Abstract

Platelet aggregation in response to adenosine diphosphate (ADP), epinephrine and ristocetin was studied in six patients with glycogen storage disease type I (GSD-I), five of whom had Ivy bleeding times in excess of six minutes. As has been previously reported, these patients demonstrated impaired platelet aggregation in response to ADP and epinephrine. We now report impaired ristocetin dependent platelet aggregation in those patients having an abnormal bleeding time. The impaired platelet aggregation was not corrected by the addition of purified factor VIII/von Willebrand's factor to platelet rich plasma from these patients. Normal ristocetin-induced platelet aggregation was observed when GSD-I platelets were suspended in buffer and factor VIII/von Willebrand's factor was added. Moreover, in the presence of GSD-I serum, the response to ristocetin was normal. When washed platelets from normal subjects were suspended in GSD-I plasma, abnormal ristocetin-induced platelet aggregation was observed.
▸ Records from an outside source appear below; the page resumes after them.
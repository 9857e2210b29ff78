use std::{fmt, mem};

use crate::{
    block::ControlBlock,
    shared::{Parts, Shared},
};

/// Non-owning handle to an object managed by [`Shared`] handles.
///
/// A weak handle keeps the control block alive but not the object. It can
/// tell whether the object has been destroyed ([`expired`](Self::expired))
/// and, while it has not, produce a new strong handle ([`lock`](Self::lock)).
///
/// Use it for back edges and caches, anywhere a `Shared` would create an
/// ownership cycle.
pub struct Weak<T: ?Sized>
{
    inner: Option<Parts<T>>,
}

unsafe impl<T: ?Sized + Send + Sync> Send for Weak<T> {}
unsafe impl<T: ?Sized + Send + Sync> Sync for Weak<T> {}

impl<T: ?Sized> Weak<T>
{
    /// A weak handle to nothing. Always expired.
    pub const fn new() -> Self { Self { inner: None } }

    /// The caller hands over one weak reference counted in `parts`.
    pub(crate) unsafe fn from_parts(parts: Parts<T>) -> Self { Self { inner: Some(parts) } }

    /// A strong handle to the object, or an empty one if the object has
    /// already been destroyed.
    ///
    /// Promotion is atomic with respect to the last strong handle being
    /// dropped on another thread: the result either keeps the object alive
    /// or is empty.
    pub fn lock(&self) -> Shared<T> { self.upgrade().unwrap_or_default() }

    /// Like [`lock`](Self::lock), with `None` in place of an empty handle.
    pub fn upgrade(&self) -> Option<Shared<T>>
    {
        let p = self.inner?;
        if p.block().try_promote() {
            Some(Shared::from_parts(p))
        } else {
            None
        }
    }

    /// True when no strong handle remains. A snapshot; it may turn true
    /// right after returning false.
    pub fn expired(&self) -> bool { self.strong_count() == 0 }

    pub fn strong_count(&self) -> usize { self.inner.map_or(0, |p| p.block().strong_count()) }

    pub fn weak_count(&self) -> usize { self.inner.map_or(0, |p| p.block().weak_count()) }

    /// True when both handles share one control block (or both are empty).
    pub fn ptr_eq(&self, other: &Self) -> bool
    {
        self.inner.map(|p| p.block) == other.inner.map(|p| p.block)
    }

    /// Move the weak reference out, leaving this handle empty.
    pub fn take(&mut self) -> Self { mem::take(self) }

    /// Drop this handle's weak reference now and leave it empty.
    pub fn reset(&mut self) { drop(self.take()) }
}

impl<T: ?Sized> Clone for Weak<T>
{
    fn clone(&self) -> Self
    {
        if let Some(p) = self.inner {
            p.block().increment_weak();
        }
        Self { inner: self.inner }
    }
}

impl<T: ?Sized> Drop for Weak<T>
{
    fn drop(&mut self)
    {
        if let Some(p) = self.inner.take() {
            unsafe { ControlBlock::decrement_weak(p.block) }
        }
    }
}

impl<T: ?Sized> Default for Weak<T>
{
    fn default() -> Self { Self::new() }
}

impl<T: ?Sized> From<&Shared<T>> for Weak<T>
{
    fn from(shared: &Shared<T>) -> Self { Shared::downgrade(shared) }
}

impl<T: ?Sized> fmt::Debug for Weak<T>
{
    fn fmt(&self, f: &mut fmt::Formatter<'_>) -> fmt::Result
    {
        f.debug_struct("Weak").field("expired", &self.expired()).finish()
    }
}

#[cfg(test)]
mod tests
{
    use super::*;

    #[test]
    fn lock_follows_object_lifetime()
    {
        let strong = Shared::new(String::from("alive"));
        let weak = Shared::downgrade(&strong);

        assert!(!weak.expired());
        assert_eq!(&*weak.lock(), "alive");
        assert_eq!(weak.strong_count(), 1);

        drop(strong);
        assert!(weak.expired());
        assert!(Shared::is_empty(&weak.lock()));
        assert!(weak.upgrade().is_none());
        assert_eq!(weak.weak_count(), 1);
    }

    #[test]
    fn weak_count_starts_at_zero()
    {
        let strong = Shared::new(0u8);
        assert_eq!(Shared::weak_count(&strong), 0);

        let first = Weak::from(&strong);
        let second = first.clone();
        assert_eq!(Shared::weak_count(&strong), 2);
        assert!(first.ptr_eq(&second));

        drop(first);
        assert_eq!(second.weak_count(), 1);
        drop(strong);
        assert_eq!(second.weak_count(), 1);
        assert_eq!(second.strong_count(), 0);
    }

    #[test]
    fn debug_shows_expiry()
    {
        let strong = Shared::new(3u16);
        let weak = Shared::downgrade(&strong);
        assert_eq!(format!("{:?}", weak), "Weak { expired: false }");
        drop(strong);
        assert_eq!(format!("{:?}", weak), "Weak { expired: true }");
    }

    #[test]
    fn empty_weak_handles()
    {
        let mut weak = Weak::<str>::new();
        assert!(weak.expired());
        assert!(weak.upgrade().is_none());
        assert_eq!(weak.weak_count(), 0);
        assert!(weak.ptr_eq(&Weak::default()));

        let strong = Shared::new(1i64);
        let mut watching = Shared::downgrade(&strong);
        let moved = watching.take();
        assert!(watching.expired());
        assert_eq!(*moved.lock(), 1);

        weak.reset();
        watching.reset();
        assert_eq!(Shared::weak_count(&strong), 1);
    }
}
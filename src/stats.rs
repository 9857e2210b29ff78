use std::mem;

#[cfg(feature = "stats")]
use std::sync::atomic::{AtomicUsize, Ordering::Relaxed};

#[cfg(feature = "stats")]
use lazy_static::lazy_static;

/// Process-wide handle lifecycle statistics, for diagnosing leaks such as
/// shared-ownership cycles.
///
/// All counters are cumulative since process start. With the `stats` feature
/// disabled nothing is recorded and every counter stays zero.
#[derive(Debug, Default, Clone, Copy, PartialEq, Eq)]
pub struct Stats
{
    /// Control blocks allocated by shared-handle factories.
    pub blocks_allocated: usize,

    /// Control blocks whose storage was returned to the allocator.
    pub blocks_released: usize,

    /// Objects placed under shared ownership.
    pub objects_managed: usize,

    /// Shared-owned objects destroyed after their last strong handle.
    pub objects_destroyed: usize,

    /// Objects an exclusive handle took ownership of.
    pub exclusive_acquired: usize,

    /// Objects an exclusive handle deleted, released to the caller, or passed
    /// on to a shared handle.
    pub exclusive_relinquished: usize,
}

impl Stats
{
    /// Control blocks currently allocated.
    pub fn live_blocks(&self) -> usize { self.blocks_allocated.saturating_sub(self.blocks_released) }

    /// Shared-owned objects not yet destroyed.
    pub fn live_objects(&self) -> usize { self.objects_managed.saturating_sub(self.objects_destroyed) }

    /// Control blocks kept alive only by weak handles.
    pub fn expired_blocks(&self) -> usize { self.live_blocks().saturating_sub(self.live_objects()) }

    /// Objects currently owned by exclusive handles.
    pub fn live_exclusive(&self) -> usize
    {
        self.exclusive_acquired.saturating_sub(self.exclusive_relinquished)
    }

    /// Approximate memory taken by live control block headers.
    ///
    /// Detached blocks also store an object pointer and a deleter, which is
    /// not accounted for.
    pub fn overhead_size(&self) -> usize
    {
        self.live_blocks() * mem::size_of::<crate::block::ControlBlock>()
    }
}

/// Snapshot of the lifecycle counters.
///
/// Counters are read one at a time, so a snapshot taken while other threads
/// create or drop handles may be slightly inconsistent, down to showing more
/// releases than allocations. The derived `live_*` figures clamp at zero.
pub fn stats() -> Stats { ledger::snapshot() }

pub(crate) use ledger::*;

#[cfg(feature = "stats")]
mod ledger
{
    use super::*;

    struct Ledger
    {
        blocks_allocated: AtomicUsize,
        blocks_released: AtomicUsize,
        objects_managed: AtomicUsize,
        objects_destroyed: AtomicUsize,
        exclusive_acquired: AtomicUsize,
        exclusive_relinquished: AtomicUsize,
    }

    lazy_static! {
        static ref LEDGER: Ledger = Ledger {
            blocks_allocated: AtomicUsize::new(0),
            blocks_released: AtomicUsize::new(0),
            objects_managed: AtomicUsize::new(0),
            objects_destroyed: AtomicUsize::new(0),
            exclusive_acquired: AtomicUsize::new(0),
            exclusive_relinquished: AtomicUsize::new(0),
        };
    }

    pub(crate) fn snapshot() -> Stats
    {
        Stats {
            blocks_allocated: LEDGER.blocks_allocated.load(Relaxed),
            blocks_released: LEDGER.blocks_released.load(Relaxed),
            objects_managed: LEDGER.objects_managed.load(Relaxed),
            objects_destroyed: LEDGER.objects_destroyed.load(Relaxed),
            exclusive_acquired: LEDGER.exclusive_acquired.load(Relaxed),
            exclusive_relinquished: LEDGER.exclusive_relinquished.load(Relaxed),
        }
    }

    pub(crate) fn record_block_allocated() { LEDGER.blocks_allocated.fetch_add(1, Relaxed); }
    pub(crate) fn record_block_released() { LEDGER.blocks_released.fetch_add(1, Relaxed); }
    pub(crate) fn record_object_managed() { LEDGER.objects_managed.fetch_add(1, Relaxed); }
    pub(crate) fn record_object_destroyed() { LEDGER.objects_destroyed.fetch_add(1, Relaxed); }
    pub(crate) fn record_exclusive_acquired() { LEDGER.exclusive_acquired.fetch_add(1, Relaxed); }
    pub(crate) fn record_exclusive_relinquished()
    {
        LEDGER.exclusive_relinquished.fetch_add(1, Relaxed);
    }
}

#[cfg(not(feature = "stats"))]
mod ledger
{
    use super::Stats;

    pub(crate) fn snapshot() -> Stats { Stats::default() }

    pub(crate) fn record_block_allocated() {}
    pub(crate) fn record_block_released() {}
    pub(crate) fn record_object_managed() {}
    pub(crate) fn record_object_destroyed() {}
    pub(crate) fn record_exclusive_acquired() {}
    pub(crate) fn record_exclusive_relinquished() {}
}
These data indicate the presence of an inhibitor(s) in GSD-I plasma which may be responsible for impaired ristocetin-induced platelet aggregation in patients with glycogen storage disease type I. This conclusion.is further supported by the finding of a parallel inhibition in the binding of 125I-factor VIII/von Willebrand's factor to platelets by various fractions of GSD-I plasma separated by gel filtration. The elution position of the inhibitor and its absence from serum suggest that fibrinogen may be the inhibitor. Plasma from four patients with glycogen storage disease type III showed no evidence of a similar inhibitor(s).